(What you need to do):
Filtering the records below, copy only those lines that include the word "info".

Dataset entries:
== == ==

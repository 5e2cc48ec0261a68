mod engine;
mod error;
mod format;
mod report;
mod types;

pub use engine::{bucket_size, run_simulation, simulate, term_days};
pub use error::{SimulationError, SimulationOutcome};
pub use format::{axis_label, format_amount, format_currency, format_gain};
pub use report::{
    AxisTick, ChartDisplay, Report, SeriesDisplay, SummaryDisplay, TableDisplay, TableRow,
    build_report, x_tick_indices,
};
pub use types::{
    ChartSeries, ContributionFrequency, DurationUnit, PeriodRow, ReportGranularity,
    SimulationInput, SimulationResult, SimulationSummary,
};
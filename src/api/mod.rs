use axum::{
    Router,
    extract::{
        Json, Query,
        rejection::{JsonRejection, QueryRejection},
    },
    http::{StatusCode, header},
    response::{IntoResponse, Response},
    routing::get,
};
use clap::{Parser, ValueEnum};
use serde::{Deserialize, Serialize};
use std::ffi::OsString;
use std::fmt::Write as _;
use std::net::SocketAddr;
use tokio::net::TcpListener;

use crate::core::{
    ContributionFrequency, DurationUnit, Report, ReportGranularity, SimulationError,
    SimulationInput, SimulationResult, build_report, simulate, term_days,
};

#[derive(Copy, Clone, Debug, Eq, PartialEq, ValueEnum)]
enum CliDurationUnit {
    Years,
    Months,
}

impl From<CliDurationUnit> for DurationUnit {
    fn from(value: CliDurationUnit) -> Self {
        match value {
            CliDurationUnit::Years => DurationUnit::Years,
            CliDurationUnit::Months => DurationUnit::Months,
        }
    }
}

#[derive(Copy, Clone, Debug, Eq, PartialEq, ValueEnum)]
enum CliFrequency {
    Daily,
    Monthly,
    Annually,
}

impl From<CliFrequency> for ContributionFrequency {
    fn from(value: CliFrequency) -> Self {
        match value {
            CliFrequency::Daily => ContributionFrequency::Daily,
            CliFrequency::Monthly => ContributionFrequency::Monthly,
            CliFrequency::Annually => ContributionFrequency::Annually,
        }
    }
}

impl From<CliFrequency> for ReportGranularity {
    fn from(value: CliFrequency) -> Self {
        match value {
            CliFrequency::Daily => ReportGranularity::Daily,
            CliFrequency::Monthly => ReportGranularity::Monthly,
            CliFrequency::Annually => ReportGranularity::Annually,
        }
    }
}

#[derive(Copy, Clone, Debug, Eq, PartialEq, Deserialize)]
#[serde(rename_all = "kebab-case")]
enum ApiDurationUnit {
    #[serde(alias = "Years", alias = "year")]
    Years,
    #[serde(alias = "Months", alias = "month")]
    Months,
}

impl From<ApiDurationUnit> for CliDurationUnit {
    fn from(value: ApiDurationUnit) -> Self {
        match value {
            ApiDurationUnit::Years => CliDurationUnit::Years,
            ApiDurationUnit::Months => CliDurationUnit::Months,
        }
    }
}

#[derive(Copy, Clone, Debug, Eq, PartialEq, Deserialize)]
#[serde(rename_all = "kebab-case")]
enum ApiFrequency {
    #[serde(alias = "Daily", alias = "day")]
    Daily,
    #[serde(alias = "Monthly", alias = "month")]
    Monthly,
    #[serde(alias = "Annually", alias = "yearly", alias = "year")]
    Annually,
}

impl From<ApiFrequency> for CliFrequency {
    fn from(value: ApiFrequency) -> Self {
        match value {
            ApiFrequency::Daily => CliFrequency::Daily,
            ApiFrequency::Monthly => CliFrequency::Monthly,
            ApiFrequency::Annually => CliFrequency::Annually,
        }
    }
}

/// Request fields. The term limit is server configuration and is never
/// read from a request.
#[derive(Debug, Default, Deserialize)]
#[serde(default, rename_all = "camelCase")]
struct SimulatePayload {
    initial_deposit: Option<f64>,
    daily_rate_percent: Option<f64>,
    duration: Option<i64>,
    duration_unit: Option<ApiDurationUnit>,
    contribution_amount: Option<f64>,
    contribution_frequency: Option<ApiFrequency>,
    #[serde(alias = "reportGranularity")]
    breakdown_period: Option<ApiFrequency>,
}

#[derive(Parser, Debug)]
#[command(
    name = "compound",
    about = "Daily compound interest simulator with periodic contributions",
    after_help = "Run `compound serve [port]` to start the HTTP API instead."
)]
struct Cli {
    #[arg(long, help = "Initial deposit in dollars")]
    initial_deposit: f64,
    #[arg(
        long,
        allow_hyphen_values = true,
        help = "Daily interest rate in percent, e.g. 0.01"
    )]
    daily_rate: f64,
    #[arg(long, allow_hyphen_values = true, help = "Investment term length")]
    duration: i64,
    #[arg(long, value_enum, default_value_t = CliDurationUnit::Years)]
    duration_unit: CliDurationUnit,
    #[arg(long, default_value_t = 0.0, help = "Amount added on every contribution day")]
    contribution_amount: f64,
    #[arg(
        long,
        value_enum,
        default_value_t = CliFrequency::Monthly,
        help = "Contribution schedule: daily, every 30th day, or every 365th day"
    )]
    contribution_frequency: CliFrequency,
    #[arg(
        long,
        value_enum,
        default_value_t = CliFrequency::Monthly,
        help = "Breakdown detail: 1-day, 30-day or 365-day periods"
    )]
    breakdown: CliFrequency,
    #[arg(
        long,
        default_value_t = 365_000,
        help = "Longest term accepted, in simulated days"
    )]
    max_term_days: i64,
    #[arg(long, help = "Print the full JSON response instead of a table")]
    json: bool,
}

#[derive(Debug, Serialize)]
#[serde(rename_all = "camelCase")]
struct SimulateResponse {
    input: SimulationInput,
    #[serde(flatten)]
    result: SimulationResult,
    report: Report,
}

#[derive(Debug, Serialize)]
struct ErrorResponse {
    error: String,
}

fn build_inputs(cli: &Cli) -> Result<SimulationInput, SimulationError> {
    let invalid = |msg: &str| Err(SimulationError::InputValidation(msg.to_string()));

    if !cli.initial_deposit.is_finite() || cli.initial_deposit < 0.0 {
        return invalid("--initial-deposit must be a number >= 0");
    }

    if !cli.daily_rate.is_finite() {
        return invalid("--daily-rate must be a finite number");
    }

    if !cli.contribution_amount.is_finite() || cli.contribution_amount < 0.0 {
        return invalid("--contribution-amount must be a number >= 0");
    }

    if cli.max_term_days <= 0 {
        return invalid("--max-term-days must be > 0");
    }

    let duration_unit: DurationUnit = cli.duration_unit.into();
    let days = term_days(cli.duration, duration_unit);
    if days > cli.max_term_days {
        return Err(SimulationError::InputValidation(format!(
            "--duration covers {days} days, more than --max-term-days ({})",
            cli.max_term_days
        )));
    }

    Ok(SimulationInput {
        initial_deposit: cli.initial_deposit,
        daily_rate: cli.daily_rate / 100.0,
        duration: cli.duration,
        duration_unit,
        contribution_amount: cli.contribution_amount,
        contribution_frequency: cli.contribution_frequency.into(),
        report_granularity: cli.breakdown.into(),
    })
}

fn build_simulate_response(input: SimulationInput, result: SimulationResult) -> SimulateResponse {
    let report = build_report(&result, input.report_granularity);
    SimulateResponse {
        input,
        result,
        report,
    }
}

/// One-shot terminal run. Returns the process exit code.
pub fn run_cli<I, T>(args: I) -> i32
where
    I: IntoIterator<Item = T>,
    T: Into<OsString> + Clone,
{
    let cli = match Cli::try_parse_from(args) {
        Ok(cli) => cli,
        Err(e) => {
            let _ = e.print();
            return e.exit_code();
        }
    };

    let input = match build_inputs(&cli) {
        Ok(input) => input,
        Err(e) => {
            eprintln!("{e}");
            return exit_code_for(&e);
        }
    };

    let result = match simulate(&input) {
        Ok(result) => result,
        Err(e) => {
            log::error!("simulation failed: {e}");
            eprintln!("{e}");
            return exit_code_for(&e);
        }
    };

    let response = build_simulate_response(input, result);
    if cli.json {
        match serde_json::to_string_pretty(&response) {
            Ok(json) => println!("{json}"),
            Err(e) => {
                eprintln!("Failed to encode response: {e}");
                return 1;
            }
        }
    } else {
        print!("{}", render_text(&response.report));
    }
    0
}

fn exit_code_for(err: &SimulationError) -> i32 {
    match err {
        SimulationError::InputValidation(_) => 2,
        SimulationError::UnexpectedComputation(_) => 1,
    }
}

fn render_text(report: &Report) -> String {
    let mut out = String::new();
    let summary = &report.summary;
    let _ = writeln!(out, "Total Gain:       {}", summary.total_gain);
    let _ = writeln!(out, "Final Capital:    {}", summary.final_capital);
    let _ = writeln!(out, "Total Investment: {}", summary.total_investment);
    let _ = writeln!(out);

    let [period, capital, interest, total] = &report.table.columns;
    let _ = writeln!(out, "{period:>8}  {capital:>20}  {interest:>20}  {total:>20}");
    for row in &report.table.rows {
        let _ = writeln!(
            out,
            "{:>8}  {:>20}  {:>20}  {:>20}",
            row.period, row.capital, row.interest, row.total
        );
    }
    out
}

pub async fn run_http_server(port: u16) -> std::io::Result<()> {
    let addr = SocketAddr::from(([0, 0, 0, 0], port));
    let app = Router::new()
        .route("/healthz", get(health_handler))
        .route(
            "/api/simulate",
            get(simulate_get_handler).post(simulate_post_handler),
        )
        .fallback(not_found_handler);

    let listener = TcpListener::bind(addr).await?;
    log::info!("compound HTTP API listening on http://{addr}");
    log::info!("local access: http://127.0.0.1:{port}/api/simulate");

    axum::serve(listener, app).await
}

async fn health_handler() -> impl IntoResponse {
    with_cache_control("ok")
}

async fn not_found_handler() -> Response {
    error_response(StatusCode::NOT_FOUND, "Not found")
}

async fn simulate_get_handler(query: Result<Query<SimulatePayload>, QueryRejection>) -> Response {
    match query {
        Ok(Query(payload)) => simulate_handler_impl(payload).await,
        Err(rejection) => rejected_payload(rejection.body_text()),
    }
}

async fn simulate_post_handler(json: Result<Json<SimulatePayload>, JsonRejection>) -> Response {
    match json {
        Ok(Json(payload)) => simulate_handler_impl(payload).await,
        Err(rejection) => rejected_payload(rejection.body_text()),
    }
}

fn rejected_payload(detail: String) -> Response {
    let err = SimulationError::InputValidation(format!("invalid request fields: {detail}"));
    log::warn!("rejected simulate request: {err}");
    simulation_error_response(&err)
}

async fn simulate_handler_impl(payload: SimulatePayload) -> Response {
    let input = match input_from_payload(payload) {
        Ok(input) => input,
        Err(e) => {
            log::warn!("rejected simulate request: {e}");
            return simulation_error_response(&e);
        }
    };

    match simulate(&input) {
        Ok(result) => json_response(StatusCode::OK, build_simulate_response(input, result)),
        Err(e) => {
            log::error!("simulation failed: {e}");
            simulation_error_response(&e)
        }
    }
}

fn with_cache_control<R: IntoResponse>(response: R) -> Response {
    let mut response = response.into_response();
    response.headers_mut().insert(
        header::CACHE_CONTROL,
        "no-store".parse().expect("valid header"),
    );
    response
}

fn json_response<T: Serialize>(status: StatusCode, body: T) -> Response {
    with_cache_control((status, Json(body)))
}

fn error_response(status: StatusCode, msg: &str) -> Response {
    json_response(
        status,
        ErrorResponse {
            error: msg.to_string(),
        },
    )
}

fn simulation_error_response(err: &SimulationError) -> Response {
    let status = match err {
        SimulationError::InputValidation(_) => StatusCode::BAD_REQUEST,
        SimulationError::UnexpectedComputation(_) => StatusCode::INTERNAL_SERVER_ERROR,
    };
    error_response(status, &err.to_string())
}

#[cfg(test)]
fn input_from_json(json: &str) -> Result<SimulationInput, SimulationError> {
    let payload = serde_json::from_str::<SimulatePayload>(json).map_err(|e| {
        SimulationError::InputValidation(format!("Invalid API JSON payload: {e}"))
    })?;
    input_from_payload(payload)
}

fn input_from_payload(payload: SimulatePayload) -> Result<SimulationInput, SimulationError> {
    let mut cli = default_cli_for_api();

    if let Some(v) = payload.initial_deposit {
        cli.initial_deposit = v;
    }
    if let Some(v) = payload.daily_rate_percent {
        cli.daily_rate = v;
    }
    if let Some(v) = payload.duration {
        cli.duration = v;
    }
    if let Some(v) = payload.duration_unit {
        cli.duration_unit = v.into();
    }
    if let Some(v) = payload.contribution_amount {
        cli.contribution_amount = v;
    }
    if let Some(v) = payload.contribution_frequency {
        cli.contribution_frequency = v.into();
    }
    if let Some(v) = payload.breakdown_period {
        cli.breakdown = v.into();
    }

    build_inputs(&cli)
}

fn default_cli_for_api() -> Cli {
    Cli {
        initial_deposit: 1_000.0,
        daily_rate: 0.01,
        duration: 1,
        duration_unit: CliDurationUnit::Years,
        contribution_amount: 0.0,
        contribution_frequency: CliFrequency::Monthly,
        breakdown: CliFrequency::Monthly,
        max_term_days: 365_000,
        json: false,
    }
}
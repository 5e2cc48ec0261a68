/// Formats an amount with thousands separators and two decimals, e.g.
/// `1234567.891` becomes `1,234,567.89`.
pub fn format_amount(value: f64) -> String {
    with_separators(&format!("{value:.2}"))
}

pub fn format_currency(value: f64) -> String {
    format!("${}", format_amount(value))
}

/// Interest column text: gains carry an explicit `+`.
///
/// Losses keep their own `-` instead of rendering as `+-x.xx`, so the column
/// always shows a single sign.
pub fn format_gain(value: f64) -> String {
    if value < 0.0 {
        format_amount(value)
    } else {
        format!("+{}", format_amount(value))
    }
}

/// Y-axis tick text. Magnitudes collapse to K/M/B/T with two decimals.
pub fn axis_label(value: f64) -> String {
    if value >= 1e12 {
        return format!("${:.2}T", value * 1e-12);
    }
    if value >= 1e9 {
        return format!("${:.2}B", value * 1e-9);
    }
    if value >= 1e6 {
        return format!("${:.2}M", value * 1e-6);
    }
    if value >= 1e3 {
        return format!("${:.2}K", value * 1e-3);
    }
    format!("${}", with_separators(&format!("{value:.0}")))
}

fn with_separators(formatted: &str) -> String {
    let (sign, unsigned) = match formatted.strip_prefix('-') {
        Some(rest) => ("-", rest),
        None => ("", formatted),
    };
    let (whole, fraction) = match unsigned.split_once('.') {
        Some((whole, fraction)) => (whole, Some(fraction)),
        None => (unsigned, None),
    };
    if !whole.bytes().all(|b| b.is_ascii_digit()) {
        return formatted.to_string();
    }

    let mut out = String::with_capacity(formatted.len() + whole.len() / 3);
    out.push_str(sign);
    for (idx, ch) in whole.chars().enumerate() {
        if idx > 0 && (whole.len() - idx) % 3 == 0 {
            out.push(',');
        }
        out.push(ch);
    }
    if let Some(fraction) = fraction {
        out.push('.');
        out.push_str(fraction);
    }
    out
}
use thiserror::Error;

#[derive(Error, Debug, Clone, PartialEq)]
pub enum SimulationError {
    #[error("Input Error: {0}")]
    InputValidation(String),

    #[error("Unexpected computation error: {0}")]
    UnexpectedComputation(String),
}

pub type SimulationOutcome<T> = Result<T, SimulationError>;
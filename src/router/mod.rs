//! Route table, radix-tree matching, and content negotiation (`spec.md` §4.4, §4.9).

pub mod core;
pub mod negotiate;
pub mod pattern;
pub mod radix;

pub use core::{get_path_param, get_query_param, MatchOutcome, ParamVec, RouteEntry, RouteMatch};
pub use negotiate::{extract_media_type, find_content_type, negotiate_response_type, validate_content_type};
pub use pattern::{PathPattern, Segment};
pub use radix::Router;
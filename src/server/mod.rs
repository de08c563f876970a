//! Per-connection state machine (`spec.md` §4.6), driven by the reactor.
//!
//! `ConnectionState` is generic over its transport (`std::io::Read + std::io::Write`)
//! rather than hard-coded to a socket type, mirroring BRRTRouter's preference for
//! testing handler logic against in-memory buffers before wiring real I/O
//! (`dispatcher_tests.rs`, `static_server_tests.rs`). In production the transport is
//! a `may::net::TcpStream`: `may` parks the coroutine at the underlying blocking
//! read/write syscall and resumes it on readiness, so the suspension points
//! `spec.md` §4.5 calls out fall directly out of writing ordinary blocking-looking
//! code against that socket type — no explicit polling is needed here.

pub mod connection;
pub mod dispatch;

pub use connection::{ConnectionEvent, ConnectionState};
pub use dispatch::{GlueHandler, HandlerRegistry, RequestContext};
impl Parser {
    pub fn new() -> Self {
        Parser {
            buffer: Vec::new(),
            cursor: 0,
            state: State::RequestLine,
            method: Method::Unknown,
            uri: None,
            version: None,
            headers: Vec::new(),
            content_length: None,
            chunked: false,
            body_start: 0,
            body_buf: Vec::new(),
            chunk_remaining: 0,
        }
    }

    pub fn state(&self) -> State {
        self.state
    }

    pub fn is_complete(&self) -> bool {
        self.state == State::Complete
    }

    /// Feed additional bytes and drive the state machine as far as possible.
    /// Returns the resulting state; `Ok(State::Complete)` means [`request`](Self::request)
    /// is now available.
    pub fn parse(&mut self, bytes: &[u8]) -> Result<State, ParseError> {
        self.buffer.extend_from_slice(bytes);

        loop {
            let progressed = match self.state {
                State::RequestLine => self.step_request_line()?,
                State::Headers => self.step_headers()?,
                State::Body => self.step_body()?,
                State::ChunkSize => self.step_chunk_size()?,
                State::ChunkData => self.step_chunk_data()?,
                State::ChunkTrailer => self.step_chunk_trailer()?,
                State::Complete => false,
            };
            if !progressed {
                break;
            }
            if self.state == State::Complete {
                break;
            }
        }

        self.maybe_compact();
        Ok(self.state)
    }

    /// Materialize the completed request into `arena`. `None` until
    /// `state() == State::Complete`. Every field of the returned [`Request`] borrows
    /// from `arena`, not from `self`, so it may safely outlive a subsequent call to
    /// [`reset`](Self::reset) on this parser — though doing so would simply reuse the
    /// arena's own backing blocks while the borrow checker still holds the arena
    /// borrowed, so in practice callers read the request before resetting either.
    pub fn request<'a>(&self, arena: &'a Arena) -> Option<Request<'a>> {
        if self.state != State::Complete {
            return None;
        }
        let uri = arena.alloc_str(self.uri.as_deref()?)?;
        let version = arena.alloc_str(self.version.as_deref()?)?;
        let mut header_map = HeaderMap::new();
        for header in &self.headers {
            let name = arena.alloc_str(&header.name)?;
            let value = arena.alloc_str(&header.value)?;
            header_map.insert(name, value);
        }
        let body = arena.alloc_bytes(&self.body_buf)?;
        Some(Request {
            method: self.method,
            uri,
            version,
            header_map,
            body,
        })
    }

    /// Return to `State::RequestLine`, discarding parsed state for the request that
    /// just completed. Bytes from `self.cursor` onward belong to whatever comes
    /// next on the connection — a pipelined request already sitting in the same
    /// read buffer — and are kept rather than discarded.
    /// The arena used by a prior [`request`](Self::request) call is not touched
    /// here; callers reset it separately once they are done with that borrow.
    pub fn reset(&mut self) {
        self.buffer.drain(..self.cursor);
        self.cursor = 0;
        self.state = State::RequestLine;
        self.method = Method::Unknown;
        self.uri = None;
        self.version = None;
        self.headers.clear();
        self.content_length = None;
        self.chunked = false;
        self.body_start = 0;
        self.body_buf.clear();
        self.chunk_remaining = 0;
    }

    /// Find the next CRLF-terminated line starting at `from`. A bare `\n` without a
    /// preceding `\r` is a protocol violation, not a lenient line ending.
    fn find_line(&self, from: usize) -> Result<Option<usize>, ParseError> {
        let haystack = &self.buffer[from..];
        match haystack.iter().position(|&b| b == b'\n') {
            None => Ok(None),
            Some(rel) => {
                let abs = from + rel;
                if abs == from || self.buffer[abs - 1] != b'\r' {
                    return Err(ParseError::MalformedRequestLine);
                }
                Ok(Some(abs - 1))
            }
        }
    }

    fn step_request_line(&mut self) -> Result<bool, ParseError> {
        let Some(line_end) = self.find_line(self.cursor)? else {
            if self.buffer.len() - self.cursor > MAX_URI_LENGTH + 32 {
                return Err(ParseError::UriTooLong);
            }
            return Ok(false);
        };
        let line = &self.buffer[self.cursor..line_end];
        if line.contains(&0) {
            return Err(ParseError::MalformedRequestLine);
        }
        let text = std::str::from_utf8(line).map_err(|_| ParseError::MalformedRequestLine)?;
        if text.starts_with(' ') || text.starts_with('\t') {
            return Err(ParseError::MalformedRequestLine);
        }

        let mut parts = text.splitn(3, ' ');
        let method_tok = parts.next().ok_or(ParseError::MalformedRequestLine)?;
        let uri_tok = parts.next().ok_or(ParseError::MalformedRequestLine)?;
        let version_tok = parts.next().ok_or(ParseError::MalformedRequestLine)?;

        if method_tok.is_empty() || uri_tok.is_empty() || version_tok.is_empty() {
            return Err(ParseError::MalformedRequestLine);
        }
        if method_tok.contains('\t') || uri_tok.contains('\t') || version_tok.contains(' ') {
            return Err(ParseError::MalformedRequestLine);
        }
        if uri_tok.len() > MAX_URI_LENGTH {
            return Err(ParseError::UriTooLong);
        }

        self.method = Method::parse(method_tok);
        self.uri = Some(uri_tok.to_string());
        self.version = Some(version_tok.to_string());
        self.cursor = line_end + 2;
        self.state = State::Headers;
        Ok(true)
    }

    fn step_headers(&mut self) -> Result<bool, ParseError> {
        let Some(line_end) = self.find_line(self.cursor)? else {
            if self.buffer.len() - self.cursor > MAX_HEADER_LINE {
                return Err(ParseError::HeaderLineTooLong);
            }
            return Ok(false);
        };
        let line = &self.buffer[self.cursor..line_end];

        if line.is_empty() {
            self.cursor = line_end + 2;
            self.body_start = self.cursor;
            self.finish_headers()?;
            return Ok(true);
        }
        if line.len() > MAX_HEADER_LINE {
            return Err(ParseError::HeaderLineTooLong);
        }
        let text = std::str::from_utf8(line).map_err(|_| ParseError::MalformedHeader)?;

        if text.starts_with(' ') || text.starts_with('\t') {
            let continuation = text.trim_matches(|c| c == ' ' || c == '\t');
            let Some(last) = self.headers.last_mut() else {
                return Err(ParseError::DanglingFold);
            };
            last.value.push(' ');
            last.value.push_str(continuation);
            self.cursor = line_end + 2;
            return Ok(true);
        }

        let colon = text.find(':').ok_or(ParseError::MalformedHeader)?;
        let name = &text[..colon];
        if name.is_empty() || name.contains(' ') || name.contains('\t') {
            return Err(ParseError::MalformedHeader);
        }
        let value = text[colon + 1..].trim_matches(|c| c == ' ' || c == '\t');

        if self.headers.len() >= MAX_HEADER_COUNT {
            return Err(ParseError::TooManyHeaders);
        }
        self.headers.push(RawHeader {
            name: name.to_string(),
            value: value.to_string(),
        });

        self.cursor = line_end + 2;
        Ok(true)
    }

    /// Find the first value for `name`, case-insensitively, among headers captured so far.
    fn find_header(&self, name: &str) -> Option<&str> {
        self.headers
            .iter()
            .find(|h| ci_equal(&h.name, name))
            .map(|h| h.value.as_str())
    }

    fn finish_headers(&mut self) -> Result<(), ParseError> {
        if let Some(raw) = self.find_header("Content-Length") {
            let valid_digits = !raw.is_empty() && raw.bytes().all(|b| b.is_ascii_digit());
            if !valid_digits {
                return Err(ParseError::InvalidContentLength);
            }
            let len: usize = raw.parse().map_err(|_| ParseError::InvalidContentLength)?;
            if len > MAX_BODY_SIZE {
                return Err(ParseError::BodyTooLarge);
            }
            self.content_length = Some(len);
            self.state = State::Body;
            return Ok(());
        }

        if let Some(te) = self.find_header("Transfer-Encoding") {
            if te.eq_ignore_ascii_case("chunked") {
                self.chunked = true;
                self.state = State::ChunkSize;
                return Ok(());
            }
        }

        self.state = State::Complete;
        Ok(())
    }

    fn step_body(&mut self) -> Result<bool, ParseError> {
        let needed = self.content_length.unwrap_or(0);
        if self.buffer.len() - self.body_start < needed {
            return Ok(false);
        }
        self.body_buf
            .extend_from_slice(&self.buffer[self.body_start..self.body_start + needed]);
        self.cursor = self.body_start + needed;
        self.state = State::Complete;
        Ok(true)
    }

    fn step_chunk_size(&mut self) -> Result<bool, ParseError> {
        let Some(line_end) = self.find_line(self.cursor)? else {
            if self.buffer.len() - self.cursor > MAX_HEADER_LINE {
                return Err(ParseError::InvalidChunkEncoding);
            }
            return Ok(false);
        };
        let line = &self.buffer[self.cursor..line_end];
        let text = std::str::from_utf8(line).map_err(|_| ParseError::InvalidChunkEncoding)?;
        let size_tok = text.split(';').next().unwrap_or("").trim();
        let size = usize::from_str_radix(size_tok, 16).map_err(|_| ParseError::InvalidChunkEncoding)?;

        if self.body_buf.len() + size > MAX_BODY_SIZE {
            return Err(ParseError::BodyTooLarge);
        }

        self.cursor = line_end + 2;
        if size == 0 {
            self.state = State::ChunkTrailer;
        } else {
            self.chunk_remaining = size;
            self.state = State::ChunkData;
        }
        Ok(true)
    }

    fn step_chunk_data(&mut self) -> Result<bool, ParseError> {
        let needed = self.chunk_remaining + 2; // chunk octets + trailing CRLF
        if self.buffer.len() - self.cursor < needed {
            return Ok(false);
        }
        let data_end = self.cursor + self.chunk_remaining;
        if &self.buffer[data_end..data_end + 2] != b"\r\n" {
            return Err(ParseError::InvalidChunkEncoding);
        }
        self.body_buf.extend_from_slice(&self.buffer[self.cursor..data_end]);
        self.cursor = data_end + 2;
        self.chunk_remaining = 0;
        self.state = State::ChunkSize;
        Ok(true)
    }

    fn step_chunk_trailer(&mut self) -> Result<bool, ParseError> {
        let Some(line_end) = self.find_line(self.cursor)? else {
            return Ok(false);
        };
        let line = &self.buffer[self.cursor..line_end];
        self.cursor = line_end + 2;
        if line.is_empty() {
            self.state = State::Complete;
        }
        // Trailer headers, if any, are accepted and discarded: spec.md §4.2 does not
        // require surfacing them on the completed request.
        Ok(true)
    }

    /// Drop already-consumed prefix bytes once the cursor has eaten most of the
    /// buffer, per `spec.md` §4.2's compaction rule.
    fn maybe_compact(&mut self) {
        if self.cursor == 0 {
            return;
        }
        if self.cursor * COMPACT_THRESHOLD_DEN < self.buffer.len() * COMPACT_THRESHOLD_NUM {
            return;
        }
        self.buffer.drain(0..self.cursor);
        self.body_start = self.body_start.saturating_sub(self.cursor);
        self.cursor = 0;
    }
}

== == ==

(Task result):
    log::info!("compound HTTP API listening on http://{addr}");
    log::info!("local access: http://127.0.0.1:{port}/api/simulate");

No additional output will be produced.